April 24, 2024

The Walt Disney Co. filed an amended lawsuit against Florida governor Ron DeSantis after he moved to void a 30-year theme park development agreement.

In the latest round of a escalating battle between the company and the prospective presidential candidate, Disney cited some of DeSantis’ recent comments to make its case that the governor’s moves are retaliatory strikes due to its opposition last year to a parental rights legislation, also dubbed by detractors as the “don’t say gay” bill.

Disney’s amended complaint — read it here — opened with a DeSantis quote from last week, in which he said, “[T]his all started, of course, with our parents’ rights bill.”

The crux of Disney’s lawsuit is that DeSantis violated its constitutional rights by moving to dissolve the Reedy Creek Improvement District, the public entity that oversees its Florida resort property. Then, DeSantis championed state legislation that gave him the power to appoint the members of the special district board.

The amended lawsuit noted two more DeSantis-backed other actions: Legislation that gives the state oversight over monorail inspections, and another bill to ultimately void a Walt Disney World development agreement with the special district.

The 30-year agreement gives Disney World autonomy over what gets built on company property and surrounding land. The Reedy Creek special district approved the agreement in February, just weeks before DeSantis replaced Disney-supporting board members with his own appointees. But the DeSantis-selected members were apparently unaware of the existence of the agreement until a few weeks into their tenure, and then complained that pact greatly curtailed their power.

As commentators and political rivals like Donald Trump claimed that DeSantis had been upstaged by Disney, the governor vowed further board and state action to invalidate the development agreement, but also threatened a host of other moves. That included slapping additional taxes on the parks and installing tolls on roads leading up to the resort. DeSantis even floated the idea of constructing a state prison near the resort.

“The State’s actions over the last two weeks are the latest strikes,” Disney said in its amended complaint. “At the Governor’s bidding, the State’s oversight board has purported to ‘void’ publicly noticed and duly agreed development contracts, which had laid the foundation for billions of Disney’s investment dollars and thousands of jobs. Days later, the State Legislature enacted and Governor DeSantis signed legislation rendering these contracts immediately void and unenforceable. These government actions were patently retaliatory, patently anti-business, and patently unconstitutional.”

The amended complaint comes two days before Disney’s next earnings call, scheduled for May 10.

The company also warned in its lawsuit that DeSantis may be making more moves.

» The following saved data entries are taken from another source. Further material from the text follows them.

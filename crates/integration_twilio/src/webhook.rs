//! Twilio voice webhook handling
//!
//! Form payloads Twilio posts to the voice routes, plus the two ways a
//! request is authenticated: the shared `secret` query parameter and the
//! optional `X-Twilio-Signature` header.

use std::{fmt, str::FromStr};

use base64::{Engine, engine::general_purpose::STANDARD};
use hmac::{Hmac, Mac};
use serde::Deserialize;
use sha1::Sha1;
use subtle::ConstantTimeEq;
use tracing::warn;
use url::{Url, form_urlencoded};

use crate::error::TwilioError;

type HmacSha1 = Hmac<Sha1>;

/// Query string on every voice webhook URL we hand to Twilio
#[derive(Debug, Clone, Default, Deserialize)]
pub struct WebhookQuery {
    /// Shared secret
    #[serde(default)]
    pub secret: String,
    /// Sequence of the directive this callback answers, kept raw so the
    /// secret can be checked before anything else is validated
    #[serde(default)]
    pub turn: Option<String>,
}

impl WebhookQuery {
    /// The parsed turn sequence, `None` when the parameter is absent or blank
    pub fn turn_hint(&self) -> Result<Option<u32>, TwilioError> {
        match self.turn.as_deref().map(str::trim) {
            None | Some("") => Ok(None),
            Some(raw) => raw
                .parse()
                .map(Some)
                .map_err(|_| TwilioError::InvalidTurn(raw.to_string())),
        }
    }
}

/// Form body of a voice webhook (`/voice/incoming`, `/voice/fallback`)
#[derive(Debug, Clone, Default)]
pub struct VoiceWebhookForm {
    pub call_sid: String,
    pub account_sid: Option<String>,
    pub from: Option<String>,
    pub to: Option<String>,
    pub call_status: Option<String>,
    /// Speech recognized by `<Gather input="speech">`
    pub speech_result: Option<String>,
    /// Transcription delivered by `<Record transcribe="true">`
    pub transcription_text: Option<String>,
    /// Recognition confidence between 0 and 1, sent as text
    pub confidence: Option<String>,
    /// Set on `/voice/fallback` calls
    pub error_code: Option<String>,
}

impl VoiceWebhookForm {
    /// Pick the known fields out of decoded form parameters
    pub fn from_params(params: &[(String, String)]) -> Self {
        let mut form = Self::default();
        for (name, value) in params {
            let slot = match name.as_str() {
                "CallSid" => {
                    form.call_sid.clone_from(value);
                    continue;
                },
                "AccountSid" => &mut form.account_sid,
                "From" => &mut form.from,
                "To" => &mut form.to,
                "CallStatus" => &mut form.call_status,
                "SpeechResult" => &mut form.speech_result,
                "TranscriptionText" => &mut form.transcription_text,
                "Confidence" => &mut form.confidence,
                "ErrorCode" => &mut form.error_code,
                _ => continue,
            };
            *slot = Some(value.clone());
        }
        form
    }

    /// What the caller said: `SpeechResult`, else `TranscriptionText`
    pub fn transcript(&self) -> Option<&str> {
        [&self.speech_result, &self.transcription_text]
            .into_iter()
            .filter_map(Option::as_deref)
            .map(str::trim)
            .find(|text| !text.is_empty())
    }

    pub fn confidence(&self) -> Option<f32> {
        self.confidence.as_deref().and_then(|c| c.trim().parse().ok())
    }
}

/// Lifecycle state reported in `CallStatus`
#[derive(Debug, Clone, Copy, PartialEq, Eq)]
pub enum CallStatus {
    Queued,
    Ringing,
    InProgress,
    Completed,
    Busy,
    Failed,
    NoAnswer,
    Canceled,
    Unknown,
}

impl CallStatus {
    /// Whether the call is over and its state can be released
    pub const fn is_terminal(self) -> bool {
        matches!(
            self,
            Self::Completed | Self::Busy | Self::Failed | Self::NoAnswer | Self::Canceled
        )
    }

    pub const fn as_str(self) -> &'static str {
        match self {
            Self::Queued => "queued",
            Self::Ringing => "ringing",
            Self::InProgress => "in-progress",
            Self::Completed => "completed",
            Self::Busy => "busy",
            Self::Failed => "failed",
            Self::NoAnswer => "no-answer",
            Self::Canceled => "canceled",
            Self::Unknown => "unknown",
        }
    }
}

impl fmt::Display for CallStatus {
    fn fmt(&self, f: &mut fmt::Formatter<'_>) -> fmt::Result {
        f.write_str(self.as_str())
    }
}

impl FromStr for CallStatus {
    type Err = std::convert::Infallible;

    fn from_str(s: &str) -> Result<Self, Self::Err> {
        Ok(match s.trim().to_ascii_lowercase().as_str() {
            "queued" => Self::Queued,
            "ringing" => Self::Ringing,
            "in-progress" => Self::InProgress,
            "completed" => Self::Completed,
            "busy" => Self::Busy,
            "failed" => Self::Failed,
            "no-answer" => Self::NoAnswer,
            "canceled" => Self::Canceled,
            _ => Self::Unknown,
        })
    }
}

/// Form body of the call status callback
#[derive(Debug, Clone)]
pub struct StatusCallbackForm {
    pub call_sid: String,
    pub call_status: CallStatus,
    /// Call length in seconds, only on `completed`
    pub call_duration: Option<u64>,
}

impl StatusCallbackForm {
    pub fn from_params(params: &[(String, String)]) -> Self {
        let value = |name: &str| {
            params
                .iter()
                .find(|(key, _)| key == name)
                .map(|(_, value)| value.as_str())
        };
        Self {
            call_sid: value("CallSid").unwrap_or_default().to_string(),
            call_status: value("CallStatus")
                .and_then(|s| s.parse().ok())
                .unwrap_or(CallStatus::Unknown),
            call_duration: value("CallDuration").and_then(|d| d.trim().parse().ok()),
        }
    }
}

/// Decode an `application/x-www-form-urlencoded` body
pub fn parse_form(body: &[u8]) -> Vec<(String, String)> {
    form_urlencoded::parse(body).into_owned().collect()
}

/// Compare a provided secret with the expected one in constant time
pub fn secrets_match(provided: &str, expected: &str) -> bool {
    provided.as_bytes().ct_eq(expected.as_bytes()).into()
}

/// Compute the `X-Twilio-Signature` value for a request
///
/// The signed data is the full request URL followed by every form parameter
/// name and value, sorted by name.
pub fn compute_signature(
    auth_token: &str,
    url: &str,
    params: &[(String, String)],
) -> Result<String, TwilioError> {
    let mac = signed_mac(auth_token, url, params)?;
    Ok(STANDARD.encode(mac.finalize().into_bytes()))
}

/// Verify the `X-Twilio-Signature` header of a request
pub fn verify_signature(
    auth_token: &str,
    url: &str,
    params: &[(String, String)],
    signature: Option<&str>,
) -> Result<(), TwilioError> {
    let signature = signature
        .map(str::trim)
        .filter(|s| !s.is_empty())
        .ok_or(TwilioError::MissingSignature)?;

    let expected = STANDARD
        .decode(signature)
        .map_err(|e| TwilioError::MalformedSignature(e.to_string()))?;

    signed_mac(auth_token, url, params)?
        .verify_slice(&expected)
        .map_err(|_| {
            warn!(url = %url, "Twilio signature mismatch");
            TwilioError::SignatureMismatch
        })
}

fn signed_mac(
    auth_token: &str,
    url: &str,
    params: &[(String, String)],
) -> Result<HmacSha1, TwilioError> {
    let mut mac = HmacSha1::new_from_slice(auth_token.as_bytes())
        .map_err(|e| TwilioError::InvalidKey(e.to_string()))?;

    let mut sorted: Vec<&(String, String)> = params.iter().collect();
    sorted.sort();

    mac.update(url.as_bytes());
    for (name, value) in sorted {
        mac.update(name.as_bytes());
        mac.update(value.as_bytes());
    }
    Ok(mac)
}

/// Build an absolute webhook URL carrying the shared secret and turn sequence
pub fn action_url(
    base_url: &str,
    path: &str,
    secret: &str,
    turn: Option<u32>,
) -> Result<String, TwilioError> {
    let joined = format!(
        "{}/{}",
        base_url.trim_end_matches('/'),
        path.trim_start_matches('/')
    );
    let mut url = Url::parse(&joined).map_err(|e| TwilioError::InvalidUrl(e.to_string()))?;
    {
        let mut query = url.query_pairs_mut();
        query.append_pair("secret", secret);
        if let Some(turn) = turn {
            query.append_pair("turn", &turn.to_string());
        }
    }
    Ok(url.to_string())
}
//! Health check handlers

use axum::{Json, extract::State, http::StatusCode};
use serde::{Deserialize, Serialize};

use crate::state::AppState;

/// Health check response
#[derive(Debug, Clone, Serialize, Deserialize)]
pub struct HealthResponse {
    pub status: String,
    pub version: String,
}

/// Liveness check - is the server running?
pub async fn health_check() -> Json<HealthResponse> {
    Json(HealthResponse {
        status: "ok".to_string(),
        version: env!("CARGO_PKG_VERSION").to_string(),
    })
}

/// Readiness response
#[derive(Debug, Clone, Serialize, Deserialize)]
pub struct ReadinessResponse {
    pub ready: bool,
    pub generator: ServiceStatus,
    pub synthesizer: ServiceStatus,
    pub active_sessions: u64,
}

/// Status of an upstream service
#[derive(Debug, Clone, Serialize, Deserialize)]
pub struct ServiceStatus {
    pub healthy: bool,
}

/// Readiness check - can calls be answered?
///
/// Only the generator is required; without the synthesizer replies are
/// spoken by the provider.
pub async fn readiness_check(
    State(state): State<AppState>,
) -> (StatusCode, Json<ReadinessResponse>) {
    let readiness = state.controller.readiness().await;
    let ready = readiness.is_ready();

    let status_code = if ready {
        StatusCode::OK
    } else {
        StatusCode::SERVICE_UNAVAILABLE
    };

    (
        status_code,
        Json(ReadinessResponse {
            ready,
            generator: ServiceStatus {
                healthy: readiness.generator,
            },
            synthesizer: ServiceStatus {
                healthy: readiness.synthesizer,
            },
            active_sessions: state.controller.active_sessions(),
        }),
    )
}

“The Governor and his allies have made clear they do not care and will not stop,” the amended complaint stated. “The Governor recently declared that his team would not only ‘void the development agreement’ —just as the State has now done, twice—but also planned ‘to look at things like taxes on the hotels,’ ‘tolls on the roads,’ ‘developing some of the property that the district owns’ with ‘more amusement parks,’ and even putting a ‘state prison’ next to Walt Disney World. ‘Who knows? I just think the possibilities are endless,’ he said.”

In its original lawsuit, filed last month, Disney accused DeSantis of “a relentless campaign to weaponize government power.” The company claimed that the governor violated the First Amendment and the Constitution’s contracts clause in his effort to strike back against what he has called a “woke corporation.”

The amended complaint also noted that DeSantis continues to boast that his effort to silence the company is working, as Disney. lawyers referred to the governor’s comments in a Newsmax interview last week.

“Indeed, just days ago, reaffirming the unequivocal intent of his retribution campaign and trumpeting its perceived success, Governor DeSantis openly celebrated: ‘Since our skirmish last year, Disney has not been involved in any of those issues. They have not made a peep’,” the company’s attorneys stated in its complaint.

“This is as clear a case of retaliation as this Court is ever likely to see,” lawsuit stated.

Also named as defendants in Disney’s lawsuit are the DeSantis appointees to the board of the special district, renamed the Central Florida Tourism Oversight District. They voted last week to file a countersuit in state court against the company.